TASK PROMPT: Please report every line in the material below where the word "struct" is found.

INPUT:
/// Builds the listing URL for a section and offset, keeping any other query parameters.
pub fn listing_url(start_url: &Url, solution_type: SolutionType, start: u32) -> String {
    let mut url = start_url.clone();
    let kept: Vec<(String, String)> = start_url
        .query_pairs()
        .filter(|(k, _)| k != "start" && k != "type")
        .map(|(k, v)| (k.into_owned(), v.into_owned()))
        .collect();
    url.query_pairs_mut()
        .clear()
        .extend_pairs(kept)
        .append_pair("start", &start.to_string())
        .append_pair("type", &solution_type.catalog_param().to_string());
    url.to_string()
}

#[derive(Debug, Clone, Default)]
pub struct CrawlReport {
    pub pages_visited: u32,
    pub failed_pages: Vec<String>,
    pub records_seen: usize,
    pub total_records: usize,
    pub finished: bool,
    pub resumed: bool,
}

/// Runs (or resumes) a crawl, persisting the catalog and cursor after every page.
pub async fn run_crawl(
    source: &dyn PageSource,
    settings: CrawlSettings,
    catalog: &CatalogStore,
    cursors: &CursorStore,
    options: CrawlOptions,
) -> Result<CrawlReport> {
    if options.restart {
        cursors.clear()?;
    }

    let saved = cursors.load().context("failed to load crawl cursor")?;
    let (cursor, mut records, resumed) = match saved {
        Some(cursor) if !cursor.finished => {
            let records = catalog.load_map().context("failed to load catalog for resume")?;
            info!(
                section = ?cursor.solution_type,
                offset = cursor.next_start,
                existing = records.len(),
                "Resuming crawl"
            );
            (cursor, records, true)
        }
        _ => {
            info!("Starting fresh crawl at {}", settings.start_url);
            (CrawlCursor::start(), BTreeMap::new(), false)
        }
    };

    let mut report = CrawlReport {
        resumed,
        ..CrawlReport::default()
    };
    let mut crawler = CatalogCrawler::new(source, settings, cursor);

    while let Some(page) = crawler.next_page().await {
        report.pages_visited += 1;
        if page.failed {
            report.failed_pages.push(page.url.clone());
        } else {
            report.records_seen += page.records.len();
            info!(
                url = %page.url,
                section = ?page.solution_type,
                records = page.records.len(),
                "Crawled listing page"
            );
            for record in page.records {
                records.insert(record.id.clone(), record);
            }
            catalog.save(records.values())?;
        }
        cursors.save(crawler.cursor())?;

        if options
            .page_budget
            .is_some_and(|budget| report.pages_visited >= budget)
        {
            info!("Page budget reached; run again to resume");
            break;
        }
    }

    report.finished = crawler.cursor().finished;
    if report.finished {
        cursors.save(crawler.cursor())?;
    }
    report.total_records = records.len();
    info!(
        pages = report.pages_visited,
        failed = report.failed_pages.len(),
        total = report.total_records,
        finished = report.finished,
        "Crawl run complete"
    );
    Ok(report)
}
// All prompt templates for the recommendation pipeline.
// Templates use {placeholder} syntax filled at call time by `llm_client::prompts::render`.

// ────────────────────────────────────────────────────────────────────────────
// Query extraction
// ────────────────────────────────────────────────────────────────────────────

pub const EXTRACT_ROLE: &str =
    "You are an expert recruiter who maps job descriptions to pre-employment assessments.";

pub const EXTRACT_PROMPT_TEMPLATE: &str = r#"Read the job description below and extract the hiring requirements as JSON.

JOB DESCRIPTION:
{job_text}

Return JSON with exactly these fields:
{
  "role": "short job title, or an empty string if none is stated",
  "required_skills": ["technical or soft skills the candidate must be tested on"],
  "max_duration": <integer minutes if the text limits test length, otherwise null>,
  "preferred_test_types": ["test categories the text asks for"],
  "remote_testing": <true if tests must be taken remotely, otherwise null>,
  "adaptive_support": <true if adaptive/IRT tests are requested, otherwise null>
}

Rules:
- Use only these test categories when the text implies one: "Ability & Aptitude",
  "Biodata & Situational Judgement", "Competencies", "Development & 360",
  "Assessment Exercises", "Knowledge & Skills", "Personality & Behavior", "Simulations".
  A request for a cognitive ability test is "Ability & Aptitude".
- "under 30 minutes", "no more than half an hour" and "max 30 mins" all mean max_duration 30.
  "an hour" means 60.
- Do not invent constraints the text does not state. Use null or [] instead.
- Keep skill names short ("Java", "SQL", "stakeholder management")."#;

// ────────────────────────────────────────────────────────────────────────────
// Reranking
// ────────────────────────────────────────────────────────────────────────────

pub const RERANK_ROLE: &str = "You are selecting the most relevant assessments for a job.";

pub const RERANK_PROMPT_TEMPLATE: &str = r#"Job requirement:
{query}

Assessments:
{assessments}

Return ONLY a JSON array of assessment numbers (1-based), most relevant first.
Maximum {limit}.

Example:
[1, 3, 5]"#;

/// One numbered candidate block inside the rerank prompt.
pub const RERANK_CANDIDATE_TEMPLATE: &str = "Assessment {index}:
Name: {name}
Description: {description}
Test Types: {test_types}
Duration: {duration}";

...

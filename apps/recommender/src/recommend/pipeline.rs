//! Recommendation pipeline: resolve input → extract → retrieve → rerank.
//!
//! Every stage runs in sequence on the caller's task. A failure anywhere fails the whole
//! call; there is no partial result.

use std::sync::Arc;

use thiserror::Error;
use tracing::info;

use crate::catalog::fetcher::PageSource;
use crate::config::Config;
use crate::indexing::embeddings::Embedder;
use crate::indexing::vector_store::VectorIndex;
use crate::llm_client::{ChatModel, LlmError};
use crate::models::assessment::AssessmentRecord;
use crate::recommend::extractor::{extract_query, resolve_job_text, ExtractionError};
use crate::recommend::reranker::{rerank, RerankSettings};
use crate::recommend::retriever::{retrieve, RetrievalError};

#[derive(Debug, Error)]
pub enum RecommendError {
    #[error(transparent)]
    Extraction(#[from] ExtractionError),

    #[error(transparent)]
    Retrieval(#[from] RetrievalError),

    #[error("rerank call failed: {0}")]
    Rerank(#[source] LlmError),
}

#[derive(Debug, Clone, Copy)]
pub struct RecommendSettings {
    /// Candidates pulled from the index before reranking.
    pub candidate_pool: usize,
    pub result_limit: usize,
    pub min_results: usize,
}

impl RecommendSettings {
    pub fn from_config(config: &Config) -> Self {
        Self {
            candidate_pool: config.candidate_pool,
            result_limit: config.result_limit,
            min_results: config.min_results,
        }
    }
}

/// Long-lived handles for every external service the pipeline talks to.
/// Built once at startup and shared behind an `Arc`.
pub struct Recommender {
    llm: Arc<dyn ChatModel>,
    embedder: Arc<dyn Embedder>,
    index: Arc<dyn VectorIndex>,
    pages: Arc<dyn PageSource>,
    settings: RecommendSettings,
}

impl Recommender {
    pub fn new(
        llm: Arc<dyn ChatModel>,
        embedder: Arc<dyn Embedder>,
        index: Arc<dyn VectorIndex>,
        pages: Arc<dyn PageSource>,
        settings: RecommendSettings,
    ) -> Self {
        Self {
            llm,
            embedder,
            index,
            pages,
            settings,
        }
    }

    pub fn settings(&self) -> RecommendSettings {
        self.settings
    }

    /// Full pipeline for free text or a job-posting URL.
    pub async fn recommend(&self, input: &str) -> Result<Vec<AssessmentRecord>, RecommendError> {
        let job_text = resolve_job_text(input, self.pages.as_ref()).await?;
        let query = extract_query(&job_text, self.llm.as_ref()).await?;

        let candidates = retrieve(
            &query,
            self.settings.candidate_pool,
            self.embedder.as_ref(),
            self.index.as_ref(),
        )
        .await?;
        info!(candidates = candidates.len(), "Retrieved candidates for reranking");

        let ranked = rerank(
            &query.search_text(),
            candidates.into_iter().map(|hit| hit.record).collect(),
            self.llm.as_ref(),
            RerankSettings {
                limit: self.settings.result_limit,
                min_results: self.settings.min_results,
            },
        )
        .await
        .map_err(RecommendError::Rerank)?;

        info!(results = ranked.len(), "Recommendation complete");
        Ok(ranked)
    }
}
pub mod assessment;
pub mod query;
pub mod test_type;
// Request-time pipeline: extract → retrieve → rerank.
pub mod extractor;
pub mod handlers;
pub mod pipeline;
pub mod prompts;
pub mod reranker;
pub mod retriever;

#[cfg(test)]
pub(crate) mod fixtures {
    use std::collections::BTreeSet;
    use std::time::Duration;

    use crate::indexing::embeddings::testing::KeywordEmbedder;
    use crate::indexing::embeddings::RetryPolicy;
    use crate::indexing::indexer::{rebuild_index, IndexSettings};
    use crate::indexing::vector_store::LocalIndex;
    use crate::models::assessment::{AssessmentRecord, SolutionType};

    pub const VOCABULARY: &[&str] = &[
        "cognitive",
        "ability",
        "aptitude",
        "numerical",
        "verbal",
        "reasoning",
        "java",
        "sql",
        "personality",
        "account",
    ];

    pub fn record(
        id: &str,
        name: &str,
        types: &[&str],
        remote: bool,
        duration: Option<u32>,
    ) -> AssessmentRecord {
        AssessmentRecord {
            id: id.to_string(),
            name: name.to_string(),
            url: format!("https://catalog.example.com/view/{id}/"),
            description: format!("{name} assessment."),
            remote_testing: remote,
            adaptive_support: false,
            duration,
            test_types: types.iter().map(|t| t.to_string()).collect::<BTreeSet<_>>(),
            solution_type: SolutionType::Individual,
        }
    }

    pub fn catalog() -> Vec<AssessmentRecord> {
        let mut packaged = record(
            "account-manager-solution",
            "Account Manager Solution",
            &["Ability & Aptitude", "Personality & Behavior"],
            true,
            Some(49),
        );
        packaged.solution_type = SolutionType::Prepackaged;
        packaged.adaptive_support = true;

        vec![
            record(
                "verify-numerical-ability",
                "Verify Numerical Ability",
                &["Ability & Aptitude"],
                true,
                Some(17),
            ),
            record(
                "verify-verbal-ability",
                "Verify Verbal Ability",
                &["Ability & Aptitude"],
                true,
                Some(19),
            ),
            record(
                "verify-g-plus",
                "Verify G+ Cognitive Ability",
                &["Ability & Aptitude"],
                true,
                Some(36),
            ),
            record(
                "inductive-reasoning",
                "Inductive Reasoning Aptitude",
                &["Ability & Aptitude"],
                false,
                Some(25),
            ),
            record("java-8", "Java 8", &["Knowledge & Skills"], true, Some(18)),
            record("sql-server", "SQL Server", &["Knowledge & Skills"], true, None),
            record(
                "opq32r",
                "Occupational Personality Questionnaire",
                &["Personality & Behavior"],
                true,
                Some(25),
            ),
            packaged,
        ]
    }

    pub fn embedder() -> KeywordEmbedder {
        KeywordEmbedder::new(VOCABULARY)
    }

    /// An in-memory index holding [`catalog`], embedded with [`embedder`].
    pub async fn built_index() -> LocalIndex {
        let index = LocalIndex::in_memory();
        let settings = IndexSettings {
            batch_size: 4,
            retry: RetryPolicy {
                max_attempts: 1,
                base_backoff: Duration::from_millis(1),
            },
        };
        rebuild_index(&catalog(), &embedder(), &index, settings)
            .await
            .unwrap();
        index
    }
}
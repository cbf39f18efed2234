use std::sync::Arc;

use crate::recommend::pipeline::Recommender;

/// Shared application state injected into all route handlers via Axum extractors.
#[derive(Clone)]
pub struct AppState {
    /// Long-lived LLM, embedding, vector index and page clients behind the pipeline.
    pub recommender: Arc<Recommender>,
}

RESPONSE:
pub struct CrawlReport {
pub struct RecommendSettings {
pub struct Recommender {
pub struct AppState {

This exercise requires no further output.